King's Bounty: Legenda - pierwsze wrażenie
Nie jest to całkiem to co obiecaliśmy. Wydarzenia związane z produkcją gry uniemożliwiły nam przedstawienie obiecanego betatestu. W zamian dzielimy się naszymi wrażeniami z rosyjskiej wersji gry. zapraszamy do lektury.
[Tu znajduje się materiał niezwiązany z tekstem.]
use std::path::PathBuf;
use std::sync::Arc;

use rusqlite::Connection;

use crate::db::{self, DatabaseError};

/// Shared state for API handlers.
///
/// Carries only the database path; each handler opens its own
/// connection, so no connection is held across requests.
#[derive(Clone)]
pub struct ApiContext {
    db_path: Arc<PathBuf>,
}

impl ApiContext {
    pub fn new(db_path: PathBuf) -> Self {
        Self {
            db_path: Arc::new(db_path),
        }
    }

    /// Open a database connection for one request.
    pub fn open_db(&self) -> Result<Connection, DatabaseError> {
        db::open_database(&self.db_path)
    }
}
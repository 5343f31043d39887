use chrono::NaiveDate;
use uuid::Uuid;

use super::enums::EntryKind;

/// Filter options for the timeline feed. All criteria are optional and
/// conjunctive; an absent or empty `kinds` set means every kind.
#[derive(Debug, Clone, Default)]
pub struct TimelineFilter {
    pub start_date: Option<NaiveDate>,
    pub end_date: Option<NaiveDate>,
    pub kinds: Option<Vec<EntryKind>>,
    pub doctor_id: Option<Uuid>,
    pub min_pain_level: Option<u8>,
    pub max_pain_level: Option<u8>,
}
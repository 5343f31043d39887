use chrono::{NaiveDate, NaiveDateTime};
use serde::{Deserialize, Serialize};
use uuid::Uuid;

#[derive(Debug, Clone, Serialize, Deserialize)]
#[serde(rename_all = "camelCase")]
pub struct Document {
    pub id: Uuid,
    /// Free-form type tag ("lab_report", "referral", ...).
    #[serde(rename = "type")]
    pub doc_type: String,
    pub title: String,
    pub description: Option<String>,
    pub date: NaiveDate,
    pub doctor_id: Option<Uuid>,
    pub appointment_id: Option<Uuid>,
    pub file_path: String,
    pub file_type: Option<String>,
    #[serde(default)]
    pub tags: Vec<String>,
    pub created_at: NaiveDateTime,
    pub updated_at: NaiveDateTime,
}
Kiedy zamknięto studio 3DO, a wraz z nim New World Computing, przez świat przetoczył się jęk milionów fanów serii Heroes of Might and Magic. Mało kto dziś pamięta, że korzenie tej gry sięgają innego produktu, również autorstwa Jona Van Caneghema. King’s Bounty – bo to o tej grze mowa – stanowiła pierwowzór nie tylko HoMM, ale i przynajmniej kilkunastu wzorowanych na nich tytułów. KB ujrzał światło dzienne równo osiemnaście lat temu. Fabuła była stosunkowo prosta: jako jeden z kilku królewskich czempionów wykonywaliśmy dla władcy robotę łapsa – na schwytanie czekało 16 złoczyńców, a za każdego otrzymywaliśmy nagrodę. Po drodze zaś tworzyliśmy armię, zdobywaliśmy zamki, tłukliśmy hordy potworów i zwiedzaliśmy rozległy świat.